WHISTLEBLOWING

Papalini si è posta l’obiettivo una cultura aziendale che favorisca la trasparenza e la responsabilità.
Per questo, per individuare eventuali rischi e prevenire possibili danni alla nostra azienda, ai nostri dipendenti, partner ed enti con cui lavoriamo, mettiamo a disposizione in questa sezione un apposito canale per segnalare eventuali comportamenti illegittimi che potrebbero essere lesivi dell’azienda, dell’interesse pubblico o dell’integrità dell’amministrazione pubblica.

Il canale di segnalazione interna prevede la modalità scritta o orale attraverso la piattaforma “@Whistleblowing” accessibile qui di seguito:

Piattaforma “@Whistleblowing”

Possono costituire oggetto di segnalazione i comportamenti, atti od omissioni che ledono l’interesse pubblico o l’integrità dell’amministrazione pubblica o dell’ente privato e che, indicativamente ma non esaustivamente, consistono in:

  • illeciti amministrativi, contabili, civili o penali, suscettibili di arrecare un pregiudizio patrimoniale, di immagine, danni all’organizzazione, agli utenti o ai dipendenti o ad altri soggetti terzi che svolgono la loro attività presso e/o per l’organizzazione;
  • poste in essere in violazione del Codice Etico, del MOG ex D. Lgs. 231/2001, dei Codici di comportamento o di altre disposizioni aziendali sanzionabili in via disciplinare;
  • illeciti che rientrano nell’ambito di applicazione degli atti dell’UE o nazionali ( appalti pubblici; servizi, prodotti o mercati finanziari e prevenzione del riciclaggio e del finanziamento del terrorismo; sicurezza e conformità dei prodotti; sicurezza dei trasporti; tutela dell’ambiente; radioprotezione e sicurezza nucleare; sicurezza degli alimenti e dei mangimi e salute e benessere degli animali; salute pubblica; protezione dei consumatori; tutela della vita privata e protezione dei dati personali e sicurezza delle reti e dei sistemi informativi);
  • atti od omissioni che ledano gli interessi finanziari dell’UE tutelati ai sensi dell’art. 325 TFUE;
  • atti od omissioni riguardanti il mercato interno, di cui all’art. 26, par. 2, TFUE, comprese le violazioni delle norme UE in materia di concorrenza e aiuti di Stato, nonché di imposte sulle società;
  • atti o comportamenti che vanificano l’oggetto o la finalità delle disposizioni di cui agli atti dell’UE nei settori indicati ai punti precedenti.

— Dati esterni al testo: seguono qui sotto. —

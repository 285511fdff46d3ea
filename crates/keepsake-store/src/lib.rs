//! # keepsake-store
//!
//! Durable capsule storage for the Keepsake server, backed by SQLite.
//!
//! The crate exposes a synchronous [`Database`] handle that wraps a
//! `rusqlite::Connection` and provides typed CRUD helpers for the capsule
//! document model. Collection-style fields (`image_urls`, `participants`) are
//! stored as JSON text columns so a capsule round-trips as a single row.

pub mod capsules;
pub mod database;
pub mod migrations;
pub mod models;

mod error;

pub use database::Database;
pub use error::StoreError;
pub use models::Capsule;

La segnalazione non riguarda doglianze e lamentele di carattere personale o rivendicazioni/istanze che rientrano nella disciplina del rapporto di lavoro o rapporti col superiore gerarchico o colleghi, per le quali occorre fare riferimento alla disciplina e alle procedure di competenza del Servizio del Personale e della Funzione Risorse Umane.

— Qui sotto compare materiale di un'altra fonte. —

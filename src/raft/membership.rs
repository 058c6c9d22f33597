//! ConfChange apply-time semantics (spec.md §4.2, §9 Open Question #1):
//! a membership change takes effect exactly when its log entry is
//! *applied*, never at commit time, and at most one such change may be
//! uncommitted at a time. This module owns the mutation of `RaftNode`'s
//! `ConfState` and leader replication maps; `apply.rs` (C5) is the only
//! caller, once a `ConfChange`/`ConfChangeV2` entry is committed and
//! handed to it.
//!
//! `replay_conf_state` reconstructs the same `ConfState` from a persisted
//! log on startup: nothing in this crate creates a `Snapshot` yet (no
//! `snapshot_count`-triggered compaction is implemented, see `DESIGN.md`),
//! so membership changes made after bootstrap have no durable form of
//! their own — the persisted log is the only record of them, and
//! `engine::build_node` must replay it independently of `applied_index`
//! (that watermark only gates the KV apply pipeline's exactly-once
//! behavior, not configuration recovery) to avoid losing membership on
//! every restart.
//!
//! Grounded on the teacher's `clustering::membership::{Member, MemberState}`
//! (SWIM gossip membership), adapted here to a log-driven voter/learner
//! model since spec.md's membership is driven by the Raft log, not gossip.

use crate::error::{RaftError, Result};
use crate::raft::node::RaftNode;
use crate::raft::types::{ConfChange, ConfChangeOp, ConfState, EntryType, LogEntry, LogIndex};

/// Pure voter/learner set mutation for one op, shared by live apply
/// (`RaftNode::apply_conf_change`) and log replay (`replay_conf_state`) so
/// the two can never drift apart.
fn mutate_conf_state(conf_state: &mut ConfState, cc: &ConfChange) {
    match cc.op {
        ConfChangeOp::AddVoter => {
            conf_state.learners.retain(|&id| id != cc.node_id);
            if !conf_state.voters.contains(&cc.node_id) {
                conf_state.voters.push(cc.node_id);
            }
        }
        ConfChangeOp::AddLearner => {
            if !conf_state.learners.contains(&cc.node_id) {
                conf_state.learners.push(cc.node_id);
            }
        }
        ConfChangeOp::RemoveNode => {
            conf_state.voters.retain(|&id| id != cc.node_id);
            conf_state.learners.retain(|&id| id != cc.node_id);
        }
    }
}

/// Reconstructs membership as of `commit` by replaying every committed
/// `ConfChange`/`ConfChangeV2` entry in `log` onto `base`, in log order.
/// `log` is assumed sorted ascending by index (as `Storage::entries`
/// returns it), so replay stops at the first entry past `commit` rather
/// than scanning the whole log. An entry that fails to decode as a
/// `ConfChange` is skipped rather than treated as fatal — decode errors at
/// this point would already have been fatal when the entry was first
/// applied (`apply.rs`), so by construction this should never happen to an
/// already-committed entry.
pub fn replay_conf_state(base: ConfState, log: &[LogEntry], commit: LogIndex) -> ConfState {
    let mut conf_state = base;
    for entry in log {
        if entry.index > commit {
            break;
        }
        if !matches!(entry.entry_type, EntryType::ConfChange | EntryType::ConfChangeV2) {
            continue;
        }
        if let Ok(cc) = serde_json::from_slice::<ConfChange>(&entry.data) {
            mutate_conf_state(&mut conf_state, &cc);
        }
    }
    conf_state
}

impl RaftNode {
    /// Applies a committed `ConfChange` entry at `index`. Mutates voter/
    /// learner sets and (if this node is leader) the `next_index`/
    /// `match_index` replication maps, and clears `conf_change_in_flight`
    /// if `index` was the tracked in-flight change.
    pub fn apply_conf_change(&mut self, index: LogIndex, cc: &ConfChange) -> Result<()> {
        mutate_conf_state(self.conf_state_mut(), cc);
        match cc.op {
            ConfChangeOp::AddVoter | ConfChangeOp::AddLearner => self.init_replication_tracking(cc.node_id),
            ConfChangeOp::RemoveNode => self.drop_replication_tracking(cc.node_id),
        }

        if self.conf_state().voters.is_empty() {
            return Err(RaftError::Fatal(
                "ConfChange would remove the last voter from the cluster".into(),
            ));
        }

        if self.conf_change_in_flight() == Some(index) {
            self.clear_conf_change_in_flight();
        }
        Ok(())
    }
}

Le segnalazioni devono riguardare situazioni in cui sia venuto direttamente a conoscenza in ragione del rapporto di lavoro e quelle che siano state acquisite in occasione e/o a causa dello svolgimento delle mansioni lavorative, seppure in modo casuale. Non sono, pertanto, meritevoli di tutela le segnalazioni fondate su sospetti o voci in quanto i fatti avvenuti e l’autore degli stessi devono essere altamente probabili.